Social media and electronics, so often the scourge of parents, educators and therapists, is now embraced by some of those critics as a much-needed portal to the outside world.
Jain said her parents have never before expressed so much appreciation for that part of her life.
The same goes for Tanya Hessong, a clinical social worker with Responsive Centers for Psychology and Learning in Overland Park.
For kids who aren’t active on social media, Hessong said, “I am even asking them, ‘Have you started a streak with someone on Snapchat?’ I don’t think I have ever asked that question in my career.”
Meanwhile, as is happening in other parts of the health care system during the COVID-19 crisis, video consultations are playing an important role in connecting clinicians with their young patients.
That is certainly the case with Hessong and Kriegshauser. At Crittenton, in some cases, it has made it easier for family to visit kids in the facility’s residential program.
Telehealth has allowed Myers to continue going full bore at Truman.
And one of the most unexpected turn of events for him is how the pandemic has actually led to improvements in some of his patients.
“Some are tolerating this very well,” he said. “They are a lot more chill than they usually are.”

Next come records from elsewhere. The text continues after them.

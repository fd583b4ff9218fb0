//! Durable device-local persistence: branding cache and event outbox.
//!
//! Both stores share one SQLite database (WAL mode) and the exact two-table
//! schema the runtime is contracted to:
//!
//! ```text
//! branding(phoneE164 PK, brandName, logoUrl, callReason, updatedAtEpochMs)
//! events(id PK autoincrement, phoneE164, outcome, surface,
//!        displayedAtEpochMs, idempotencyKey, metaJson, createdAtEpochMs,
//!        uploaded, attempts, lastError)
//! ```
//!
//! # Invariants
//!
//! - Branding reads on the call path are served from an in-process index;
//!   they never touch disk or network.
//! - Batch branding writes are transactional: a partially failed pull never
//!   leaves the cache inconsistent.
//! - Event ids are assigned once by SQLite and never reused; `uploaded`
//!   transitions only pending -> uploaded; `attempts` is non-decreasing.
//! - Uploaded events are deleted only by the retention sweep; pending events
//!   are never deleted by sweeps.

mod branding;
mod outbox;
#[cfg(test)]
mod tests;

use std::path::Path;
use std::sync::{Arc, Mutex};

pub use branding::BrandingStore;
pub use outbox::EventOutbox;
use rusqlite::{Connection, OpenFlags};
use thiserror::Error;

/// Schema SQL for both stores.
const SCHEMA_SQL: &str = r"
    PRAGMA journal_mode = WAL;
    PRAGMA synchronous = NORMAL;
    PRAGMA foreign_keys = ON;

    CREATE TABLE IF NOT EXISTS branding (
        phoneE164 TEXT PRIMARY KEY,
        brandName TEXT,
        logoUrl TEXT,
        callReason TEXT,
        updatedAtEpochMs INTEGER NOT NULL
    );

    CREATE INDEX IF NOT EXISTS idx_branding_updated ON branding(updatedAtEpochMs);

    CREATE TABLE IF NOT EXISTS events (
        id INTEGER PRIMARY KEY AUTOINCREMENT,
        phoneE164 TEXT NOT NULL,
        outcome TEXT NOT NULL,
        surface TEXT,
        displayedAtEpochMs INTEGER,
        idempotencyKey TEXT,
        metaJson TEXT,
        createdAtEpochMs INTEGER NOT NULL,
        uploaded INTEGER NOT NULL DEFAULT 0,
        attempts INTEGER NOT NULL DEFAULT 0,
        lastError TEXT
    );

    CREATE INDEX IF NOT EXISTS idx_events_pending ON events(uploaded, id);
    CREATE INDEX IF NOT EXISTS idx_events_created ON events(createdAtEpochMs);
";

/// Errors from the persistence layer.
#[derive(Debug, Error)]
#[non_exhaustive]
pub enum StoreError {
    /// Underlying SQLite failure.
    #[error("database error: {0}")]
    Database(String),

    /// Connection mutex poisoned by a panicked writer.
    #[error("database lock poisoned: {0}")]
    LockPoisoned(String),

    /// A row held an outcome string no longer recognized.
    #[error("corrupt row: {0}")]
    CorruptRow(String),
}

impl From<rusqlite::Error> for StoreError {
    fn from(e: rusqlite::Error) -> Self {
        Self::Database(e.to_string())
    }
}

/// Shared SQLite connection handle.
pub type SharedConnection = Arc<Mutex<Connection>>;

/// Opens (or creates) the database at `path` and applies the schema.
///
/// # Errors
///
/// Returns [`StoreError::Database`] if the file cannot be opened or the
/// schema cannot be applied.
pub fn open_database(path: impl AsRef<Path>) -> Result<SharedConnection, StoreError> {
    let conn = Connection::open_with_flags(
        path.as_ref(),
        OpenFlags::SQLITE_OPEN_READ_WRITE
            | OpenFlags::SQLITE_OPEN_CREATE
            | OpenFlags::SQLITE_OPEN_NO_MUTEX,
    )?;
    conn.execute_batch(SCHEMA_SQL)?;
    Ok(Arc::new(Mutex::new(conn)))
}

/// Opens an in-memory database with the schema applied (tests, ephemeral
/// hosts).
///
/// # Errors
///
/// Returns [`StoreError::Database`] if the schema cannot be applied.
pub fn open_in_memory() -> Result<SharedConnection, StoreError> {
    let conn = Connection::open_in_memory()?;
    conn.execute_batch(SCHEMA_SQL)?;
    Ok(Arc::new(Mutex::new(conn)))
}

/// Locks a shared connection, mapping poisoning to a store error.
pub(crate) fn lock_conn(
    conn: &SharedConnection,
) -> Result<std::sync::MutexGuard<'_, Connection>, StoreError> {
    conn.lock()
        .map_err(|e| StoreError::LockPoisoned(e.to_string()))
}
//! Sync engine tests against a scripted mock transport.

use std::sync::atomic::{AtomicUsize, Ordering};
use std::sync::{Arc, Mutex};

use async_trait::async_trait;
use nodekit_core::config::NodeKitConfig;
use nodekit_core::model::{BrandingRecord, EventOutcome, NewOutboxEvent, OutboxEvent};

use super::*;
use crate::clock::test_support::ManualClock;
use crate::store::{BrandingStore, EventOutbox, open_in_memory};

const NOW_MS: i64 = 10_000_000_000;

// =============================================================================
// Mock transport
// =============================================================================

/// Per-call scripted behavior for uploads.
#[derive(Debug, Clone)]
enum UploadScript {
    Accept,
    Network,
    Unauthorized,
}

#[derive(Default)]
struct MockTransport {
    fetch_result: Mutex<Option<Result<Vec<BrandingRecord>, SyncError>>>,
    upload_script: Mutex<Vec<UploadScript>>,
    fetch_calls: AtomicUsize,
    upload_calls: AtomicUsize,
    uploaded_ids: Mutex<Vec<i64>>,
    register_calls: AtomicUsize,
}

impl MockTransport {
    fn returning_records(records: Vec<BrandingRecord>) -> Self {
        let mock = Self::default();
        *mock.fetch_result.lock().unwrap() = Some(Ok(records));
        mock
    }

    fn unreachable() -> Self {
        let mock = Self::default();
        *mock.fetch_result.lock().unwrap() =
            Some(Err(SyncError::Network("connection refused".to_string())));
        mock
    }

    fn with_upload_script(self, script: Vec<UploadScript>) -> Self {
        *self.upload_script.lock().unwrap() = script;
        self
    }
}

#[async_trait]
impl BrandingTransport for MockTransport {
    async fn fetch_branding(&self, _since: Option<i64>) -> Result<Vec<BrandingRecord>, SyncError> {
        self.fetch_calls.fetch_add(1, Ordering::SeqCst);
        match self.fetch_result.lock().unwrap().take() {
            Some(result) => result,
            None => Ok(Vec::new()),
        }
    }

    async fn upload_event(&self, event: &OutboxEvent) -> Result<(), SyncError> {
        let call = self.upload_calls.fetch_add(1, Ordering::SeqCst);
        let script = self.upload_script.lock().unwrap();
        let step = script.get(call).cloned().unwrap_or(UploadScript::Accept);
        drop(script);
        match step {
            UploadScript::Accept => {
                self.uploaded_ids.lock().unwrap().push(event.id);
                Ok(())
            }
            UploadScript::Network => Err(SyncError::Network("connection refused".to_string())),
            UploadScript::Unauthorized => Err(SyncError::Unauthorized),
        }
    }

    async fn register_device(&self, _device: &DeviceInfo) -> Result<(), SyncError> {
        self.register_calls.fetch_add(1, Ordering::SeqCst);
        Ok(())
    }
}

// =============================================================================
// Test Helpers
// =============================================================================

struct Fixture {
    engine: Arc<SyncEngine>,
    branding: Arc<BrandingStore>,
    outbox: Arc<EventOutbox>,
    transport: Arc<MockTransport>,
}

fn fixture(transport: MockTransport) -> Fixture {
    fixture_with_config(
        transport,
        NodeKitConfig::new("https://calls.example.io/api").unwrap(),
    )
}

fn fixture_with_config(transport: MockTransport, config: NodeKitConfig) -> Fixture {
    let conn = open_in_memory().unwrap();
    let branding = Arc::new(BrandingStore::new(Arc::clone(&conn)).unwrap());
    let outbox = Arc::new(EventOutbox::new(conn));
    let transport = Arc::new(transport);
    let clock = Arc::new(ManualClock::at(NOW_MS));
    let engine = Arc::new(SyncEngine::new(
        Arc::clone(&branding),
        Arc::clone(&outbox),
        Arc::clone(&transport) as Arc<dyn BrandingTransport>,
        clock,
        config,
    ));
    Fixture {
        engine,
        branding,
        outbox,
        transport,
    }
}

fn record(number: &str, name: &str, updated_at: i64) -> BrandingRecord {
    BrandingRecord {
        phone_e164: number.to_string(),
        brand_name: Some(name.to_string()),
        logo_url: None,
        call_reason: None,
        updated_at_epoch_ms: updated_at,
    }
}

fn pending_event(outbox: &EventOutbox, number: &str, created_at: i64) -> i64 {
    outbox
        .append(&NewOutboxEvent {
            phone_e164: number.to_string(),
            outcome: EventOutcome::Shown,
            surface: Some("call_screen".to_string()),
            displayed_at_epoch_ms: Some(created_at),
            idempotency_key: Some(format!("key-{number}")),
            meta_json: None,
            created_at_epoch_ms: created_at,
        })
        .unwrap()
}

// =============================================================================
// Pull stage
// =============================================================================

#[tokio::test]
async fn pull_upserts_fetched_records() {
    let fx = fixture(MockTransport::returning_records(vec![
        record("+15551234567", "Acme Bank", NOW_MS),
        record("+15557654321", "Globex", NOW_MS),
    ]));

    let report = fx.engine.run_once().await;

    assert!(report.pull_ok());
    assert_eq!(report.records_pulled, 2);
    assert_eq!(fx.branding.count(), 2);
    assert_eq!(
        fx.branding.get("+15551234567").unwrap().brand_name.as_deref(),
        Some("Acme Bank")
    );
}

#[tokio::test]
async fn pull_normalizes_numbers_and_skips_unusable_ones() {
    let fx = fixture(MockTransport::returning_records(vec![
        record("+1 (555) 123-4567", "Acme Bank", NOW_MS),
        record("", "Blank Number Co", NOW_MS),
        record("not-a-number", "Bad Number Co", NOW_MS),
    ]));

    let report = fx.engine.run_once().await;

    assert_eq!(report.records_pulled, 1);
    assert!(fx.branding.get("+15551234567").is_some());
    assert_eq!(fx.branding.count(), 1);
}

#[tokio::test]
async fn failed_pull_keeps_last_known_good_cache() {
    let fx = fixture(MockTransport::unreachable());
    fx.branding
        .upsert(record("+15551234567", "Acme Bank", NOW_MS - 1_000))
        .unwrap();

    let report = fx.engine.run_once().await;

    assert!(!report.pull_ok());
    assert_eq!(report.records_pulled, 0);
    assert_eq!(
        fx.branding.get("+15551234567").unwrap().brand_name.as_deref(),
        Some("Acme Bank")
    );
}

// =============================================================================
// Drain stage
// =============================================================================

#[tokio::test]
async fn drain_uploads_and_marks_in_fifo_order() {
    let fx = fixture(MockTransport::default());
    let first = pending_event(&fx.outbox, "+15550000001", NOW_MS - 100);
    let second = pending_event(&fx.outbox, "+15550000002", NOW_MS - 50);

    let report = fx.engine.run_once().await;

    assert_eq!(report.events_uploaded, 2);
    assert_eq!(report.events_failed, 0);
    assert_eq!(fx.outbox.count_pending().unwrap(), 0);
    assert_eq!(*fx.transport.uploaded_ids.lock().unwrap(), vec![first, second]);
}

#[tokio::test]
async fn unreachable_service_increments_attempts_exactly_once() {
    let fx = fixture(
        MockTransport::unreachable()
            .with_upload_script(vec![UploadScript::Network, UploadScript::Network]),
    );
    pending_event(&fx.outbox, "+15550000001", NOW_MS - 100);
    pending_event(&fx.outbox, "+15550000002", NOW_MS - 50);

    let report = fx.engine.run_once().await;

    assert_eq!(report.events_uploaded, 0);
    assert_eq!(report.events_failed, 2);

    let still_pending = fx.outbox.pending(10).unwrap();
    assert_eq!(still_pending.len(), 2);
    for event in &still_pending {
        assert_eq!(event.attempts, 1);
        assert!(event.last_error.as_deref().unwrap().contains("network"));
    }
}

#[tokio::test]
async fn one_failed_delivery_does_not_block_the_rest() {
    let fx = fixture(MockTransport::default().with_upload_script(vec![
        UploadScript::Network,
        UploadScript::Accept,
    ]));
    let first = pending_event(&fx.outbox, "+15550000001", NOW_MS - 100);
    let second = pending_event(&fx.outbox, "+15550000002", NOW_MS - 50);

    let report = fx.engine.run_once().await;

    assert_eq!(report.events_uploaded, 1);
    assert_eq!(report.events_failed, 1);

    let still_pending = fx.outbox.pending(10).unwrap();
    assert_eq!(still_pending.len(), 1);
    assert_eq!(still_pending[0].id, first);
    assert_eq!(*fx.transport.uploaded_ids.lock().unwrap(), vec![second]);
}

#[tokio::test]
async fn auth_failure_aborts_the_remaining_batch() {
    let fx = fixture(MockTransport::default().with_upload_script(vec![
        UploadScript::Unauthorized,
        UploadScript::Accept,
    ]));
    pending_event(&fx.outbox, "+15550000001", NOW_MS - 100);
    pending_event(&fx.outbox, "+15550000002", NOW_MS - 50);

    let report = fx.engine.run_once().await;

    // Only the first delivery was attempted.
    assert_eq!(fx.transport.upload_calls.load(Ordering::SeqCst), 1);
    assert_eq!(report.events_failed, 1);

    let still_pending = fx.outbox.pending(10).unwrap();
    assert_eq!(still_pending.len(), 2);
    assert_eq!(still_pending[0].attempts, 1);
    assert_eq!(still_pending[1].attempts, 0);
}

#[tokio::test]
async fn drain_respects_the_batch_limit() {
    let config = NodeKitConfig::new("https://calls.example.io/api")
        .unwrap()
        .with_upload_batch_size(2);
    let fx = fixture_with_config(MockTransport::default(), config);
    for i in 0..5 {
        pending_event(&fx.outbox, &format!("+1555000000{i}"), NOW_MS - 100 + i);
    }

    let report = fx.engine.run_once().await;

    assert_eq!(report.events_uploaded, 2);
    assert_eq!(fx.outbox.count_pending().unwrap(), 3);
}

// =============================================================================
// Sweeps and heartbeat
// =============================================================================

#[tokio::test]
async fn sweeps_prune_exactly_the_expired_rows() {
    let config = NodeKitConfig::new("https://calls.example.io/api")
        .unwrap()
        .with_cache_retention_ms(1_000)
        .with_outbox_retention_ms(1_000);
    // The one pending event fails delivery, so it stays pending through
    // the sweep.
    let fx = fixture_with_config(
        MockTransport::default().with_upload_script(vec![UploadScript::Network]),
        config,
    );

    fx.branding
        .upsert(record("+15550000001", "Expired", NOW_MS - 2_000))
        .unwrap();
    fx.branding
        .upsert(record("+15550000002", "Fresh", NOW_MS))
        .unwrap();

    let old_uploaded = pending_event(&fx.outbox, "+15550000001", NOW_MS - 2_000);
    fx.outbox.mark_uploaded(old_uploaded).unwrap();
    let old_pending = pending_event(&fx.outbox, "+15550000003", NOW_MS - 2_000);

    let report = fx.engine.run_once().await;

    assert_eq!(report.branding_evicted, 1);
    assert!(fx.branding.get("+15550000001").is_none());
    assert!(fx.branding.get("+15550000002").is_some());

    // Only the uploaded-and-old row is pruned; the old pending event
    // survives for retry.
    assert_eq!(report.events_pruned, 1);
    let still_pending = fx.outbox.pending(10).unwrap();
    assert_eq!(still_pending.len(), 1);
    assert_eq!(still_pending[0].id, old_pending);
}

#[tokio::test]
async fn heartbeat_sent_only_with_a_device_id() {
    let fx = fixture(MockTransport::default());
    fx.engine.run_once().await;
    assert_eq!(fx.transport.register_calls.load(Ordering::SeqCst), 0);

    let config = NodeKitConfig::new("https://calls.example.io/api")
        .unwrap()
        .with_device_id("device-42")
        .unwrap();
    let fx = fixture_with_config(MockTransport::default(), config);
    fx.engine.run_once().await;
    assert_eq!(fx.transport.register_calls.load(Ordering::SeqCst), 1);
}

// =============================================================================
// Degraded whole-pass behavior
// =============================================================================

#[tokio::test]
async fn empty_pass_is_a_safe_no_op() {
    let fx = fixture(MockTransport::default());
    let report = fx.engine.run_once().await;

    assert_eq!(report, SyncReport {
        records_pulled: 0,
        events_uploaded: 0,
        events_failed: 0,
        branding_evicted: 0,
        events_pruned: 0,
        pull_error: None,
    });
}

The reason, Myers said, is that school causes their mental health struggles, whether it’s the pressure of school work or a difficulty fitting in socially.
On the local front, there is a worry about a boomerang effect once the worst of the pandemic is over. Deferred mental health treatment might give way to a wave of appointments, while new trauma experienced during the outbreak might prompt a slew of new patients.
In the meantime, parents are advised to maintain structure for their kids to keep them engaged and active. Perhaps, as per one suggestion, they can even craft a time capsule of their pandemic life.
The best thing parents can do for their kids is take care of themselves, said Jacobs-Kenner.
“Finding your own footing in terms of what you can control and what you can dream and wish for in the future is step one,” she said. “You give your kids the little things to look forward to, the little things they can control, and those are really the stepping stones to feeling like you’ve got some foundation under you.”